▸ What is expected
Would you retype every record below exactly as written?

▸ Supplied information
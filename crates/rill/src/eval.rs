//! Incremental evaluator.
//!
//! Given the set of changed fields, expands to the transitive dependents,
//! runs the stale derived nodes in topological order and reports exactly
//! the names whose stored value changed. Synchronous nodes write inline so
//! later nodes in the same pass observe fresh inputs; asynchronous nodes
//! are dispatched out-of-band with a revision token and leave `Pending`
//! behind until their result arrives.
//!
//! A failing node keeps its prior value, records a `ComputeFailure` and
//! stays dirty (together with its dependents) for the next triggering
//! change. One failure never aborts the pass or the session.

use crate::component::{Component, Compute};
use crate::error::ComputeFailure;
use crate::store::{Snapshot, ValueStore};
use crate::value::Value;
use futures::future::BoxFuture;
use std::collections::{BTreeMap, BTreeSet};
use std::sync::Arc;
use tracing::{debug, warn};

/// An async derivation handed to the host for execution. The revision
/// token must accompany the result back into
/// [`Evaluator::apply_async_result`].
pub struct AsyncDispatch {
    pub node: Arc<str>,
    pub revision: u64,
    pub future: BoxFuture<'static, Result<Value, String>>,
}

/// Result of one recompute pass.
#[derive(Default)]
pub struct RecomputeOutcome {
    /// Names whose stored value actually changed, with the new values.
    /// This is what gets projected outward; unchanged recomputations do
    /// not appear.
    pub changed: Snapshot,
    /// Async derivations to run out-of-band.
    pub dispatches: Vec<AsyncDispatch>,
}

/// Per-instance evaluation state over an immutable [`Component`].
pub struct Evaluator {
    component: Arc<Component>,
    store: ValueStore,
    /// Last failure per node, cleared on the next successful compute.
    errors: BTreeMap<Arc<str>, ComputeFailure>,
    /// Nodes that must recompute on the next pass regardless of the seeds.
    retry: BTreeSet<Arc<str>>,
    /// Latest dispatch revision per async node; stale results are dropped.
    dispatched: BTreeMap<Arc<str>, u64>,
    revision: u64,
}

impl Evaluator {
    pub fn new(component: Arc<Component>) -> Self {
        let store = ValueStore::from_fields(
            component.fields().iter(),
            component.nodes().map(|node| node.name.clone()),
        );
        Self {
            component,
            store,
            errors: BTreeMap::new(),
            retry: BTreeSet::new(),
            dispatched: BTreeMap::new(),
            revision: 0,
        }
    }

    pub fn component(&self) -> &Arc<Component> {
        &self.component
    }

    pub fn value(&self, name: &str) -> Option<&Value> {
        self.store.get(name)
    }

    pub fn snapshot(&self) -> Snapshot {
        self.store.snapshot()
    }

    pub fn last_error(&self, name: &str) -> Option<&ComputeFailure> {
        self.errors.get(name)
    }

    /// Overlay hydrated values, then compute every derived node once.
    pub fn initialize(&mut self, hydration: &Snapshot) -> RecomputeOutcome {
        self.store.hydrate(hydration);
        let all: BTreeSet<Arc<str>> = self
            .component
            .graph()
            .topological_order()
            .iter()
            .cloned()
            .collect();
        self.run_pass(Snapshot::new(), all)
    }

    /// Mutation entry point: write the changed fields, then recompute
    /// their transitive dependents.
    pub fn apply(&mut self, fields_changed: Snapshot) -> RecomputeOutcome {
        self.revision += 1;
        let mut seeds = Snapshot::new();
        for (name, value) in fields_changed {
            if !self.store.contains(&name) || self.component.graph().is_derived(&name) {
                continue;
            }
            let previous = self.store.set(&name, value.clone());
            if previous.as_ref() != Some(&value) {
                seeds.insert(name, value);
            }
        }
        self.run_pass(seeds, BTreeSet::new())
    }

    /// Deliver an async derivation's result. Stale revisions (a newer
    /// dispatch of the same node exists) are discarded; fresh results are
    /// written and trigger a scoped recompute of the node's dependents.
    pub fn apply_async_result(
        &mut self,
        node: Arc<str>,
        revision: u64,
        result: Result<Value, String>,
    ) -> RecomputeOutcome {
        if self.dispatched.get(&node) != Some(&revision) {
            // Superseded dispatch: expected steady-state, not an error.
            return RecomputeOutcome::default();
        }
        self.dispatched.remove(&node);

        match result {
            Ok(value) => {
                let previous = self.store.set(&node, value.clone());
                self.errors.remove(&node);
                self.retry.remove(&node);
                if previous.as_ref() == Some(&value) {
                    return RecomputeOutcome::default();
                }
                let mut seeds = Snapshot::new();
                seeds.insert(node, value);
                self.run_pass(seeds, BTreeSet::new())
            }
            Err(message) => {
                self.record_failure(node, message);
                RecomputeOutcome::default()
            }
        }
    }

    /// One evaluation pass. `seeds` are names already written (with their
    /// new values); `force` adds derived nodes to recompute regardless.
    fn run_pass(&mut self, seeds: Snapshot, force: BTreeSet<Arc<str>>) -> RecomputeOutcome {
        let component = self.component.clone();
        let graph = component.graph();

        // DirtySet: transitive dependents of everything that changed, plus
        // nodes awaiting retry, plus forced nodes.
        let mut dirty = graph.transitive_dependents(
            seeds
                .keys()
                .cloned()
                .chain(self.retry.iter().cloned())
                .chain(force.iter().cloned()),
        );
        dirty.extend(self.retry.iter().cloned());
        dirty.extend(force);

        let mut outcome = RecomputeOutcome {
            changed: seeds,
            ..Default::default()
        };
        if dirty.is_empty() {
            return outcome;
        }
        debug!(
            component = self.component.name(),
            revision = self.revision,
            dirty = dirty.len(),
            "recompute pass"
        );

        let mut snapshot = self.store.snapshot();
        let mut failed: Vec<Arc<str>> = Vec::new();

        for name in graph.topological_order() {
            if !dirty.contains(name) {
                continue;
            }
            let node = component
                .node(name)
                .expect("topological order only contains derived nodes");

            match &node.compute {
                Compute::Sync(compute) => match compute(&snapshot) {
                    Ok(value) => {
                        self.errors.remove(name);
                        self.retry.remove(name);
                        let previous = self.store.set(name, value.clone());
                        snapshot.insert(name.clone(), value.clone());
                        if previous.as_ref() != Some(&value) {
                            outcome.changed.insert(name.clone(), value);
                        }
                    }
                    Err(message) => {
                        failed.push(name.clone());
                        self.record_failure(name.clone(), message);
                    }
                },
                Compute::Async(compute) => {
                    self.dispatched.insert(name.clone(), self.revision);
                    let future = compute(&snapshot);
                    outcome.dispatches.push(AsyncDispatch {
                        node: name.clone(),
                        revision: self.revision,
                        future,
                    });
                    let previous = self.store.set(name, Value::Pending);
                    snapshot.insert(name.clone(), Value::Pending);
                    if previous != Some(Value::Pending) {
                        outcome.changed.insert(name.clone(), Value::Pending);
                    }
                }
            }
        }

        // Failed nodes and their dependents stay dirty so the next
        // triggering change retries them against fresh inputs.
        for name in failed {
            self.retry
                .extend(graph.transitive_dependents([name.clone()]));
            self.retry.insert(name);
        }

        outcome
    }

    fn record_failure(&mut self, node: Arc<str>, message: String) {
        warn!(node = node.as_ref(), %message, "derivation failed; prior value retained");
        self.errors.insert(
            node.clone(),
            ComputeFailure {
                node: node.clone(),
                message: message.into(),
            },
        );
        self.retry.insert(node);
    }
}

▸ Exercise answer
filename crates/rill/src/eval.rs
//! Incremental evaluator.
//!
//! Given the set of changed fields, expands to the transitive dependents,
//! runs the stale derived nodes in topological order and reports exactly
//! the names whose stored value changed. Synchronous nodes write inline so
//! later nodes in the same pass observe fresh inputs; asynchronous nodes
//! are dispatched out-of-band with a revision token and leave `Pending`
//! behind until their result arrives.
//!
//! A failing node keeps its prior value, records a `ComputeFailure` and
//! stays dirty (together with its dependents) for the next triggering
//! change. One failure never aborts the pass or the session.

use crate::component::{Component, Compute};
use crate::error::ComputeFailure;
use crate::store::{Snapshot, ValueStore};
use crate::value::Value;
use futures::future::BoxFuture;
use std::collections::{BTreeMap, BTreeSet};
use std::sync::Arc;
use tracing::{debug, warn};

/// An async derivation handed to the host for execution. The revision
/// token must accompany the result back into
/// [`Evaluator::apply_async_result`].
pub struct AsyncDispatch {
    pub node: Arc<str>,
    pub revision: u64,
    pub future: BoxFuture<'static, Result<Value, String>>,
}

/// Result of one recompute pass.
#[derive(Default)]
pub struct RecomputeOutcome {
    /// Names whose stored value actually changed, with the new values.
    /// This is what gets projected outward; unchanged recomputations do
    /// not appear.
    pub changed: Snapshot,
    /// Async derivations to run out-of-band.
    pub dispatches: Vec<AsyncDispatch>,
}

/// Per-instance evaluation state over an immutable [`Component`].
pub struct Evaluator {
    component: Arc<Component>,
    store: ValueStore,
    /// Last failure per node, cleared on the next successful compute.
    errors: BTreeMap<Arc<str>, ComputeFailure>,
    /// Nodes that must recompute on the next pass regardless of the seeds.
    retry: BTreeSet<Arc<str>>,
    /// Latest dispatch revision per async node; stale results are dropped.
    dispatched: BTreeMap<Arc<str>, u64>,
    revision: u64,
}

impl Evaluator {
    pub fn new(component: Arc<Component>) -> Self {
        let store = ValueStore::from_fields(
            component.fields().iter(),
            component.nodes().map(|node| node.name.clone()),
        );
        Self {
            component,
            store,
            errors: BTreeMap::new(),
            retry: BTreeSet::new(),
            dispatched: BTreeMap::new(),
            revision: 0,
        }
    }

    pub fn component(&self) -> &Arc<Component> {
        &self.component
    }

    pub fn value(&self, name: &str) -> Option<&Value> {
        self.store.get(name)
    }

    pub fn snapshot(&self) -> Snapshot {
        self.store.snapshot()
    }

    pub fn last_error(&self, name: &str) -> Option<&ComputeFailure> {
        self.errors.get(name)
    }

    /// Overlay hydrated values, then compute every derived node once.
    pub fn initialize(&mut self, hydration: &Snapshot) -> RecomputeOutcome {
        self.store.hydrate(hydration);
        let all: BTreeSet<Arc<str>> = self
            .component
            .graph()
            .topological_order()
            .iter()
            .cloned()
            .collect();
        self.run_pass(Snapshot::new(), all)
    }

    /// Mutation entry point: write the changed fields, then recompute
    /// their transitive dependents.
    pub fn apply(&mut self, fields_changed: Snapshot) -> RecomputeOutcome {
        self.revision += 1;
        let mut seeds = Snapshot::new();
        for (name, value) in fields_changed {
            if !self.store.contains(&name) || self.component.graph().is_derived(&name) {
                continue;
            }
            let previous = self.store.set(&name, value.clone());
            if previous.as_ref() != Some(&value) {
                seeds.insert(name, value);
            }
        }
        self.run_pass(seeds, BTreeSet::new())
    }

    /// Deliver an async derivation's result. Stale revisions (a newer
    /// dispatch of the same node exists) are discarded; fresh results are
    /// written and trigger a scoped recompute of the node's dependents.
    pub fn apply_async_result(
        &mut self,
        node: Arc<str>,
        revision: u64,
        result: Result<Value, String>,
    ) -> RecomputeOutcome {
        if self.dispatched.get(&node) != Some(&revision) {
            // Superseded dispatch: expected steady-state, not an error.
            return RecomputeOutcome::default();
        }
        self.dispatched.remove(&node);

        match result {
            Ok(value) => {
                let previous = self.store.set(&node, value.clone());
                self.errors.remove(&node);
                self.retry.remove(&node);
                if previous.as_ref() == Some(&value) {
                    return RecomputeOutcome::default();
                }
                let mut seeds = Snapshot::new();
                seeds.insert(node, value);
                self.run_pass(seeds, BTreeSet::new())
            }
            Err(message) => {
                self.record_failure(node, message);
                RecomputeOutcome::default()
            }
        }
    }

    /// One evaluation pass. `seeds` are names already written (with their
    /// new values); `force` adds derived nodes to recompute regardless.
    fn run_pass(&mut self, seeds: Snapshot, force: BTreeSet<Arc<str>>) -> RecomputeOutcome {
        let component = self.component.clone();
        let graph = component.graph();

        // DirtySet: transitive dependents of everything that changed, plus
        // nodes awaiting retry, plus forced nodes.
        let mut dirty = graph.transitive_dependents(
            seeds
                .keys()
                .cloned()
                .chain(self.retry.iter().cloned())
                .chain(force.iter().cloned()),
        );
        dirty.extend(self.retry.iter().cloned());
        dirty.extend(force);

        let mut outcome = RecomputeOutcome {
            changed: seeds,
            ..Default::default()
        };
        if dirty.is_empty() {
            return outcome;
        }
        debug!(
            component = self.component.name(),
            revision = self.revision,
            dirty = dirty.len(),
            "recompute pass"
        );

        let mut snapshot = self.store.snapshot();
        let mut failed: Vec<Arc<str>> = Vec::new();

        for name in graph.topological_order() {
            if !dirty.contains(name) {
                continue;
            }
            let node = component
                .node(name)
                .expect("topological order only contains derived nodes");

            match &node.compute {
                Compute::Sync(compute) => match compute(&snapshot) {
                    Ok(value) => {
                        self.errors.remove(name);
                        self.retry.remove(name);
                        let previous = self.store.set(name, value.clone());
                        snapshot.insert(name.clone(), value.clone());
                        if previous.as_ref() != Some(&value) {
                            outcome.changed.insert(name.clone(), value);
                        }
                    }
                    Err(message) => {
                        failed.push(name.clone());
                        self.record_failure(name.clone(), message);
                    }
                },
                Compute::Async(compute) => {
                    self.dispatched.insert(name.clone(), self.revision);
                    let future = compute(&snapshot);
                    outcome.dispatches.push(AsyncDispatch {
                        node: name.clone(),
                        revision: self.revision,
                        future,
                    });
                    let previous = self.store.set(name, Value::Pending);
                    snapshot.insert(name.clone(), Value::Pending);
                    if previous != Some(Value::Pending) {
                        outcome.changed.insert(name.clone(), Value::Pending);
                    }
                }
            }
        }

        // Failed nodes and their dependents stay dirty so the next
        // triggering change retries them against fresh inputs.
        for name in failed {
            self.retry
                .extend(graph.transitive_dependents([name.clone()]));
            self.retry.insert(name);
        }

        outcome
    }

    fn record_failure(&mut self, node: Arc<str>, message: String) {
        warn!(node = node.as_ref(), %message, "derivation failed; prior value retained");
        self.errors.insert(
            node.clone(),
            ComputeFailure {
                node: node.clone(),
                message: message.into(),
            },
        );
        self.retry.insert(node);
    }
}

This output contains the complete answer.